[EXERCISE PROMPT] The whole of the data, every line, should come back exactly the same.

:::

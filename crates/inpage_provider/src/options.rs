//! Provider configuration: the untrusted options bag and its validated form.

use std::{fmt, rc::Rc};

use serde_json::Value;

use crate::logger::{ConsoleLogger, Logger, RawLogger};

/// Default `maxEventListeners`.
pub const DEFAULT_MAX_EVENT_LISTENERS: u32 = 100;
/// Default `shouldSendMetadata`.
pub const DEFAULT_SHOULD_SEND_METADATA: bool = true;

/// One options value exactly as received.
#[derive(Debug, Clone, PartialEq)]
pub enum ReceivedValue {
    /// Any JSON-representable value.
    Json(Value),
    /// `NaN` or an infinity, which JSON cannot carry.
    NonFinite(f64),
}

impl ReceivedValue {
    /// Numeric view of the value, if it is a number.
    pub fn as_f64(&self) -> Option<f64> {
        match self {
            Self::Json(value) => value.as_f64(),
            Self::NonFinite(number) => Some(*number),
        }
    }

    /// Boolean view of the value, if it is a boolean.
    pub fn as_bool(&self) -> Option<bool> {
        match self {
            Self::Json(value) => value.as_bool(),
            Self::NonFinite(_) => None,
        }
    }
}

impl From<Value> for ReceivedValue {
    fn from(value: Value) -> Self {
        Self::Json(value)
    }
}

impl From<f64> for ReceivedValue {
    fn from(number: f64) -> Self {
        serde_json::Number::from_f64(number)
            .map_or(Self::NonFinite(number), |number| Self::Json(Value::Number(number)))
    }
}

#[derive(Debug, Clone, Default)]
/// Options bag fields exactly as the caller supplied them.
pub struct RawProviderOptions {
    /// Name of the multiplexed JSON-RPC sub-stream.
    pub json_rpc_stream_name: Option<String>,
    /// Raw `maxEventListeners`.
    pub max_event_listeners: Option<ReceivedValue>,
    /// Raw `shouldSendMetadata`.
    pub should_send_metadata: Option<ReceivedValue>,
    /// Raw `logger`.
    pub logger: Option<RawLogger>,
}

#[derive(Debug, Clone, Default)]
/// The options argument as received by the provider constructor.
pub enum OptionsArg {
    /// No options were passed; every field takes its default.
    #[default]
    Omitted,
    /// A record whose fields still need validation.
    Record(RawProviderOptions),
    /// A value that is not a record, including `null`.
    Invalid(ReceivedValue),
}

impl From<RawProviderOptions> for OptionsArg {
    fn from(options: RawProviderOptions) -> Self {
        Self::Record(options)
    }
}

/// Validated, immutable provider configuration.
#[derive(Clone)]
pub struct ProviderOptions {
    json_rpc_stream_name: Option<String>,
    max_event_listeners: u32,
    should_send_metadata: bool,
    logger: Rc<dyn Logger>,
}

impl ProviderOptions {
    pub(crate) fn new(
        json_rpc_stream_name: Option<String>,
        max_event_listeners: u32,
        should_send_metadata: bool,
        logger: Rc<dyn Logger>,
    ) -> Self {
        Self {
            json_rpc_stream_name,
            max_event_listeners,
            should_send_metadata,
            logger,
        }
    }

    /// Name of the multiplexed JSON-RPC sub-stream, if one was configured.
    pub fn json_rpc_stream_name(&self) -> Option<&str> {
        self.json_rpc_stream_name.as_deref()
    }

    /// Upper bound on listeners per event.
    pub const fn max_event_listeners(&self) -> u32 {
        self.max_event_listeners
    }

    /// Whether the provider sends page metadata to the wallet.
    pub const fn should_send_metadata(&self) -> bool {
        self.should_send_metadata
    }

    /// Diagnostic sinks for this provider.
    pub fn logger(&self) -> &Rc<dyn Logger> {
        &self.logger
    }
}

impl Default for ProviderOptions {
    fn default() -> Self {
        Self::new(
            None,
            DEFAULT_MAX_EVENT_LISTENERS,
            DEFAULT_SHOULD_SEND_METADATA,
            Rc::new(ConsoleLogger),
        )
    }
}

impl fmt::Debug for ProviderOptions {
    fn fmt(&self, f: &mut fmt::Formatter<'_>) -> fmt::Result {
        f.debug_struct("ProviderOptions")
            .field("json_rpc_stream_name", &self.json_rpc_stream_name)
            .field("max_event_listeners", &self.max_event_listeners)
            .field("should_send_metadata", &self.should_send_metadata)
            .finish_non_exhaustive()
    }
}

:::

[EXERCISE SOLUTION]
filename crates/inpage_provider/src/options.rs
//! Provider configuration: the untrusted options bag and its validated form.

use std::{fmt, rc::Rc};

use serde_json::Value;

use crate::logger::{ConsoleLogger, Logger, RawLogger};

/// Default `maxEventListeners`.
pub const DEFAULT_MAX_EVENT_LISTENERS: u32 = 100;
/// Default `shouldSendMetadata`.
pub const DEFAULT_SHOULD_SEND_METADATA: bool = true;

/// One options value exactly as received.
#[derive(Debug, Clone, PartialEq)]
pub enum ReceivedValue {
    /// Any JSON-representable value.
    Json(Value),
    /// `NaN` or an infinity, which JSON cannot carry.
    NonFinite(f64),
}

impl ReceivedValue {
    /// Numeric view of the value, if it is a number.
    pub fn as_f64(&self) -> Option<f64> {
        match self {
            Self::Json(value) => value.as_f64(),
            Self::NonFinite(number) => Some(*number),
        }
    }

    /// Boolean view of the value, if it is a boolean.
    pub fn as_bool(&self) -> Option<bool> {
        match self {
            Self::Json(value) => value.as_bool(),
            Self::NonFinite(_) => None,
        }
    }
}

impl From<Value> for ReceivedValue {
    fn from(value: Value) -> Self {
        Self::Json(value)
    }
}

impl From<f64> for ReceivedValue {
    fn from(number: f64) -> Self {
        serde_json::Number::from_f64(number)
            .map_or(Self::NonFinite(number), |number| Self::Json(Value::Number(number)))
    }
}

#[derive(Debug, Clone, Default)]
/// Options bag fields exactly as the caller supplied them.
pub struct RawProviderOptions {
    /// Name of the multiplexed JSON-RPC sub-stream.
    pub json_rpc_stream_name: Option<String>,
    /// Raw `maxEventListeners`.
    pub max_event_listeners: Option<ReceivedValue>,
    /// Raw `shouldSendMetadata`.
    pub should_send_metadata: Option<ReceivedValue>,
    /// Raw `logger`.
    pub logger: Option<RawLogger>,
}

#[derive(Debug, Clone, Default)]
/// The options argument as received by the provider constructor.
pub enum OptionsArg {
    /// No options were passed; every field takes its default.
    #[default]
    Omitted,
    /// A record whose fields still need validation.
    Record(RawProviderOptions),
    /// A value that is not a record, including `null`.
    Invalid(ReceivedValue),
}

impl From<RawProviderOptions> for OptionsArg {
    fn from(options: RawProviderOptions) -> Self {
        Self::Record(options)
    }
}

/// Validated, immutable provider configuration.
#[derive(Clone)]
pub struct ProviderOptions {
    json_rpc_stream_name: Option<String>,
    max_event_listeners: u32,
    should_send_metadata: bool,
    logger: Rc<dyn Logger>,
}

impl ProviderOptions {
    pub(crate) fn new(
        json_rpc_stream_name: Option<String>,
        max_event_listeners: u32,
        should_send_metadata: bool,
        logger: Rc<dyn Logger>,
    ) -> Self {
        Self {
            json_rpc_stream_name,
            max_event_listeners,
            should_send_metadata,
            logger,
        }
    }

    /// Name of the multiplexed JSON-RPC sub-stream, if one was configured.
    pub fn json_rpc_stream_name(&self) -> Option<&str> {
        self.json_rpc_stream_name.as_deref()
    }

    /// Upper bound on listeners per event.
    pub const fn max_event_listeners(&self) -> u32 {
        self.max_event_listeners
    }

    /// Whether the provider sends page metadata to the wallet.
    pub const fn should_send_metadata(&self) -> bool {
        self.should_send_metadata
    }

    /// Diagnostic sinks for this provider.
    pub fn logger(&self) -> &Rc<dyn Logger> {
        &self.logger
    }
}

impl Default for ProviderOptions {
    fn default() -> Self {
        Self::new(
            None,
            DEFAULT_MAX_EVENT_LISTENERS,
            DEFAULT_SHOULD_SEND_METADATA,
            Rc::new(ConsoleLogger),
        )
    }
}

impl fmt::Debug for ProviderOptions {
    fn fmt(&self, f: &mut fmt::Formatter<'_>) -> fmt::Result {
        f.debug_struct("ProviderOptions")
            .field("json_rpc_stream_name", &self.json_rpc_stream_name)
            .field("max_event_listeners", &self.max_event_listeners)
            .field("should_send_metadata", &self.should_send_metadata)
            .finish_non_exhaustive()
    }
}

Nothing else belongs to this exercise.